▶ [INPUT DATA]:
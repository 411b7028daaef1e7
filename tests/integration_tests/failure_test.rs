//! Failure scenario integration tests
//!
//! Tests how the cluster degrades and recovers:
//! 1. Unreachable nodes are left out of results
//! 2. A crashed node's shards move to the survivors
//! 3. An expired node session is rebuilt
//! 4. A standby master takes over
//! 5. Node error bodies over HTTP

use std::sync::Arc;
use std::time::Duration;

use shoal::error::Error;
use shoal::index::FsStorage;
use shoal::master::{wait_for_leadership, Master};
use shoal::models::{NodeId, Query, ShardName};
use shoal::node::rpc::{HttpNodeClient, NodeRpc};
use shoal::store::ClusterStore;
use wiremock::matchers::{body_partial_json, method, path};
use wiremock::{Mock, MockServer, ResponseTemplate};

use super::fixtures::{eventually, TestCluster, DOCS_SHARDS, LOGS_SHARDS};

// ============================================================================
// Partial Results
// ============================================================================

#[tokio::test]
async fn test_unreachable_node_excluded_from_results() {
    let cluster = TestCluster::start(2).await;
    cluster.deploy("docs", DOCS_SHARDS, 1).await;
    let client = cluster.client().await;
    assert_eq!(client.count(&Query::new("rust", ["docs"])).await.unwrap(), 3);

    // node-1 serves s1, which holds one "rust" document
    cluster.connector.unregister(&NodeId::from("node-1:20000"));

    let count = client.count(&Query::new("rust", ["docs"])).await.unwrap();
    assert_eq!(count, 2);
    let hits = client.search(&Query::new("rust", ["docs"])).await.unwrap();
    assert_eq!(hits.total, 2);
    assert!(hits
        .hits
        .iter()
        .all(|h| h.shard == ShardName::new("docs", "s0")));

    client.close().await.unwrap();
    cluster.shutdown().await;
}

#[tokio::test]
async fn test_details_on_unreachable_node_fails() {
    let cluster = TestCluster::start(2).await;
    cluster.deploy("docs", DOCS_SHARDS, 1).await;
    let client = cluster.client().await;

    let hits = client.search(&Query::new("shards", ["docs"])).await.unwrap();
    assert_eq!(hits.len(), 1);
    cluster.connector.unregister(&hits.hits[0].node);

    let err = client.details(&hits.hits[0]).await.unwrap_err();
    assert!(matches!(err, Error::NodeUnreachable { .. }));

    client.close().await.unwrap();
    cluster.shutdown().await;
}

// ============================================================================
// Node Loss
// ============================================================================

#[tokio::test]
async fn test_crashed_node_shards_reassigned() {
    let cluster = TestCluster::start(2).await;
    cluster.deploy("docs", DOCS_SHARDS, 1).await;
    let client = cluster.client().await;

    // Crash: tasks stop and the session ends with its ephemeral entries
    let crashed = cluster.node("node-0:20000");
    crashed.node.abort();
    crashed.session.close().await.unwrap();
    cluster.connector.unregister(&crashed.id);

    let survivor = Arc::clone(&cluster.node("node-1:20000").node);
    assert!(
        eventually(Duration::from_secs(5), || {
            let survivor = Arc::clone(&survivor);
            async move { survivor.open_shards().await.len() == 2 }
        })
        .await
    );

    let view_ready = client
        .wait_for_view(
            |view| {
                view.is_served("docs")
                    && !view.nodes.contains(&NodeId::from("node-0:20000"))
            },
            Duration::from_secs(5),
        )
        .await;
    assert!(view_ready);
    assert_eq!(client.count(&Query::new("rust", ["docs"])).await.unwrap(), 3);

    let nodes = cluster.admin.list_nodes().await.unwrap();
    assert_eq!(nodes.len(), 1);

    client.close().await.unwrap();
    cluster.shutdown().await;
}

#[tokio::test]
async fn test_new_node_takes_shards_of_next_index() {
    let mut cluster = TestCluster::start(1).await;
    cluster.deploy("docs", DOCS_SHARDS, 1).await;
    let late = cluster.start_node("node-9:20000").await;

    // Least loaded placement sends the new shard to the empty node
    cluster.deploy("logs", LOGS_SHARDS, 1).await;
    let open = late.open_shards().await;
    assert_eq!(open.len(), 1);
    assert_eq!(open[0].name, ShardName::new("logs", "s0"));

    cluster.shutdown().await;
}

#[tokio::test]
async fn test_expired_session_rejoins() {
    let cluster = TestCluster::start(1).await;
    cluster.deploy("logs", LOGS_SHARDS, 1).await;
    let client = cluster.client().await;

    let node = cluster.node("node-0:20000");
    let old_session = node.session.session_id();
    node.session.expire();
    assert_ne!(node.session.session_id(), old_session);

    let view_ready = client
        .wait_for_view(
            |view| view.is_served("logs") && view.nodes.contains(&NodeId::from("node-0:20000")),
            Duration::from_secs(5),
        )
        .await;
    assert!(view_ready);

    let admin = &cluster.admin;
    assert!(
        eventually(Duration::from_secs(5), || async move {
            admin.list_nodes().await.map(|n| n.len() == 1).unwrap_or(false)
        })
        .await
    );

    // The master may have released and re-placed the shard meanwhile
    let query_client = Arc::clone(&client);
    assert!(
        eventually(Duration::from_secs(5), || {
            let client = Arc::clone(&query_client);
            async move {
                client
                    .count(&Query::new("rust", ["logs"]))
                    .await
                    .map(|c| c == 1)
                    .unwrap_or(false)
            }
        })
        .await
    );

    client.close().await.unwrap();
    cluster.shutdown().await;
}

// ============================================================================
// Master Failover
// ============================================================================

#[tokio::test]
async fn test_standby_master_takes_over() {
    let mut cluster = TestCluster::start(1).await;
    let standby = Master::new(
        cluster.store.connect(),
        Arc::new(FsStorage::new()),
        &cluster.config,
    );
    standby.start().await.unwrap();
    tokio::time::sleep(Duration::from_millis(50)).await;
    assert!(!standby.is_leader());

    cluster.master.shutdown().await.unwrap();
    assert!(wait_for_leadership(&standby, Duration::from_secs(5)).await);

    // The new leader keeps deploying
    cluster.master = standby;
    cluster.deploy("logs", LOGS_SHARDS, 1).await;
    assert_eq!(cluster.library.open_handles(), 1);

    cluster.shutdown().await;
}

// ============================================================================
// HTTP Node Errors
// ============================================================================

#[tokio::test]
async fn test_http_node_client_decodes_answers_and_errors() {
    let server = MockServer::start().await;

    Mock::given(method("POST"))
        .and(path("/v1/count"))
        .and(body_partial_json(serde_json::json!({ "query": { "text": "rust" } })))
        .respond_with(ResponseTemplate::new(200).set_body_json(serde_json::json!({ "count": 7 })))
        .mount(&server)
        .await;

    Mock::given(method("POST"))
        .and(path("/v1/search"))
        .respond_with(ResponseTemplate::new(409).set_body_json(serde_json::json!({
            "success": false,
            "error": "shard docs#s3 is not served",
            "kind": "shard_unavailable",
            "target": "docs#s3"
        })))
        .mount(&server)
        .await;

    Mock::given(method("POST"))
        .and(path("/v1/details"))
        .respond_with(ResponseTemplate::new(500).set_body_string("boom"))
        .mount(&server)
        .await;

    let node = NodeId::from("remote:1");
    let client = HttpNodeClient::new(node.clone(), server.uri(), reqwest::Client::new());
    let query = Query::new("rust", ["docs"]);

    assert_eq!(client.count(&query, &[]).await.unwrap(), 7);

    match client.search(&query, &[], 10).await.unwrap_err() {
        Error::ShardUnavailable { node: failed, target } => {
            assert_eq!(failed, "remote:1");
            assert_eq!(target, "docs#s3");
        }
        other => panic!("unexpected error: {other}"),
    }

    let err = client
        .details(&ShardName::new("docs", "s0"), 1)
        .await
        .unwrap_err();
    assert!(err.to_string().contains("500"));
    assert_eq!(client.node_id(), &node);
}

▶ [WHAT THE EXERCISE ASKS]: Each entry above must be repeated exactly, with nothing dropped.

▶ [COMPLETED EXERCISE]:
repository 411b7028daaef1e7
filename tests/integration_tests/failure_test.rs
//! Failure scenario integration tests
//!
//! Tests how the cluster degrades and recovers:
//! 1. Unreachable nodes are left out of results
//! 2. A crashed node's shards move to the survivors
//! 3. An expired node session is rebuilt
//! 4. A standby master takes over
//! 5. Node error bodies over HTTP

use std::sync::Arc;
use std::time::Duration;

use shoal::error::Error;
use shoal::index::FsStorage;
use shoal::master::{wait_for_leadership, Master};
use shoal::models::{NodeId, Query, ShardName};
use shoal::node::rpc::{HttpNodeClient, NodeRpc};
use shoal::store::ClusterStore;
use wiremock::matchers::{body_partial_json, method, path};
use wiremock::{Mock, MockServer, ResponseTemplate};

use super::fixtures::{eventually, TestCluster, DOCS_SHARDS, LOGS_SHARDS};

// ============================================================================
// Partial Results
// ============================================================================

#[tokio::test]
async fn test_unreachable_node_excluded_from_results() {
    let cluster = TestCluster::start(2).await;
    cluster.deploy("docs", DOCS_SHARDS, 1).await;
    let client = cluster.client().await;
    assert_eq!(client.count(&Query::new("rust", ["docs"])).await.unwrap(), 3);

    // node-1 serves s1, which holds one "rust" document
    cluster.connector.unregister(&NodeId::from("node-1:20000"));

    let count = client.count(&Query::new("rust", ["docs"])).await.unwrap();
    assert_eq!(count, 2);
    let hits = client.search(&Query::new("rust", ["docs"])).await.unwrap();
    assert_eq!(hits.total, 2);
    assert!(hits
        .hits
        .iter()
        .all(|h| h.shard == ShardName::new("docs", "s0")));

    client.close().await.unwrap();
    cluster.shutdown().await;
}

#[tokio::test]
async fn test_details_on_unreachable_node_fails() {
    let cluster = TestCluster::start(2).await;
    cluster.deploy("docs", DOCS_SHARDS, 1).await;
    let client = cluster.client().await;

    let hits = client.search(&Query::new("shards", ["docs"])).await.unwrap();
    assert_eq!(hits.len(), 1);
    cluster.connector.unregister(&hits.hits[0].node);

    let err = client.details(&hits.hits[0]).await.unwrap_err();
    assert!(matches!(err, Error::NodeUnreachable { .. }));

    client.close().await.unwrap();
    cluster.shutdown().await;
}

// ============================================================================
// Node Loss
// ============================================================================

#[tokio::test]
async fn test_crashed_node_shards_reassigned() {
    let cluster = TestCluster::start(2).await;
    cluster.deploy("docs", DOCS_SHARDS, 1).await;
    let client = cluster.client().await;

    // Crash: tasks stop and the session ends with its ephemeral entries
    let crashed = cluster.node("node-0:20000");
    crashed.node.abort();
    crashed.session.close().await.unwrap();
    cluster.connector.unregister(&crashed.id);

    let survivor = Arc::clone(&cluster.node("node-1:20000").node);
    assert!(
        eventually(Duration::from_secs(5), || {
            let survivor = Arc::clone(&survivor);
            async move { survivor.open_shards().await.len() == 2 }
        })
        .await
    );

    let view_ready = client
        .wait_for_view(
            |view| {
                view.is_served("docs")
                    && !view.nodes.contains(&NodeId::from("node-0:20000"))
            },
            Duration::from_secs(5),
        )
        .await;
    assert!(view_ready);
    assert_eq!(client.count(&Query::new("rust", ["docs"])).await.unwrap(), 3);

    let nodes = cluster.admin.list_nodes().await.unwrap();
    assert_eq!(nodes.len(), 1);

    client.close().await.unwrap();
    cluster.shutdown().await;
}

#[tokio::test]
async fn test_new_node_takes_shards_of_next_index() {
    let mut cluster = TestCluster::start(1).await;
    cluster.deploy("docs", DOCS_SHARDS, 1).await;
    let late = cluster.start_node("node-9:20000").await;

    // Least loaded placement sends the new shard to the empty node
    cluster.deploy("logs", LOGS_SHARDS, 1).await;
    let open = late.open_shards().await;
    assert_eq!(open.len(), 1);
    assert_eq!(open[0].name, ShardName::new("logs", "s0"));

    cluster.shutdown().await;
}

#[tokio::test]
async fn test_expired_session_rejoins() {
    let cluster = TestCluster::start(1).await;
    cluster.deploy("logs", LOGS_SHARDS, 1).await;
    let client = cluster.client().await;

    let node = cluster.node("node-0:20000");
    let old_session = node.session.session_id();
    node.session.expire();
    assert_ne!(node.session.session_id(), old_session);

    let view_ready = client
        .wait_for_view(
            |view| view.is_served("logs") && view.nodes.contains(&NodeId::from("node-0:20000")),
            Duration::from_secs(5),
        )
        .await;
    assert!(view_ready);

    let admin = &cluster.admin;
    assert!(
        eventually(Duration::from_secs(5), || async move {
            admin.list_nodes().await.map(|n| n.len() == 1).unwrap_or(false)
        })
        .await
    );

    // The master may have released and re-placed the shard meanwhile
    let query_client = Arc::clone(&client);
    assert!(
        eventually(Duration::from_secs(5), || {
            let client = Arc::clone(&query_client);
            async move {
                client
                    .count(&Query::new("rust", ["logs"]))
                    .await
                    .map(|c| c == 1)
                    .unwrap_or(false)
            }
        })
        .await
    );

    client.close().await.unwrap();
    cluster.shutdown().await;
}

// ============================================================================
// Master Failover
// ============================================================================

#[tokio::test]
async fn test_standby_master_takes_over() {
    let mut cluster = TestCluster::start(1).await;
    let standby = Master::new(
        cluster.store.connect(),
        Arc::new(FsStorage::new()),
        &cluster.config,
    );
    standby.start().await.unwrap();
    tokio::time::sleep(Duration::from_millis(50)).await;
    assert!(!standby.is_leader());

    cluster.master.shutdown().await.unwrap();
    assert!(wait_for_leadership(&standby, Duration::from_secs(5)).await);

    // The new leader keeps deploying
    cluster.master = standby;
    cluster.deploy("logs", LOGS_SHARDS, 1).await;
    assert_eq!(cluster.library.open_handles(), 1);

    cluster.shutdown().await;
}

// ============================================================================
// HTTP Node Errors
// ============================================================================

#[tokio::test]
async fn test_http_node_client_decodes_answers_and_errors() {
    let server = MockServer::start().await;

    Mock::given(method("POST"))
        .and(path("/v1/count"))
        .and(body_partial_json(serde_json::json!({ "query": { "text": "rust" } })))
        .respond_with(ResponseTemplate::new(200).set_body_json(serde_json::json!({ "count": 7 })))
        .mount(&server)
        .await;

    Mock::given(method("POST"))
        .and(path("/v1/search"))
        .respond_with(ResponseTemplate::new(409).set_body_json(serde_json::json!({
            "success": false,
            "error": "shard docs#s3 is not served",
            "kind": "shard_unavailable",
            "target": "docs#s3"
        })))
        .mount(&server)
        .await;

    Mock::given(method("POST"))
        .and(path("/v1/details"))
        .respond_with(ResponseTemplate::new(500).set_body_string("boom"))
        .mount(&server)
        .await;

    let node = NodeId::from("remote:1");
    let client = HttpNodeClient::new(node.clone(), server.uri(), reqwest::Client::new());
    let query = Query::new("rust", ["docs"]);

    assert_eq!(client.count(&query, &[]).await.unwrap(), 7);

    match client.search(&query, &[], 10).await.unwrap_err() {
        Error::ShardUnavailable { node: failed, target } => {
            assert_eq!(failed, "remote:1");
            assert_eq!(target, "docs#s3");
        }
        other => panic!("unexpected error: {other}"),
    }

    let err = client
        .details(&ShardName::new("docs", "s0"), 1)
        .await
        .unwrap_err();
    assert!(err.to_string().contains("500"));
    assert_eq!(client.node_id(), &node);
}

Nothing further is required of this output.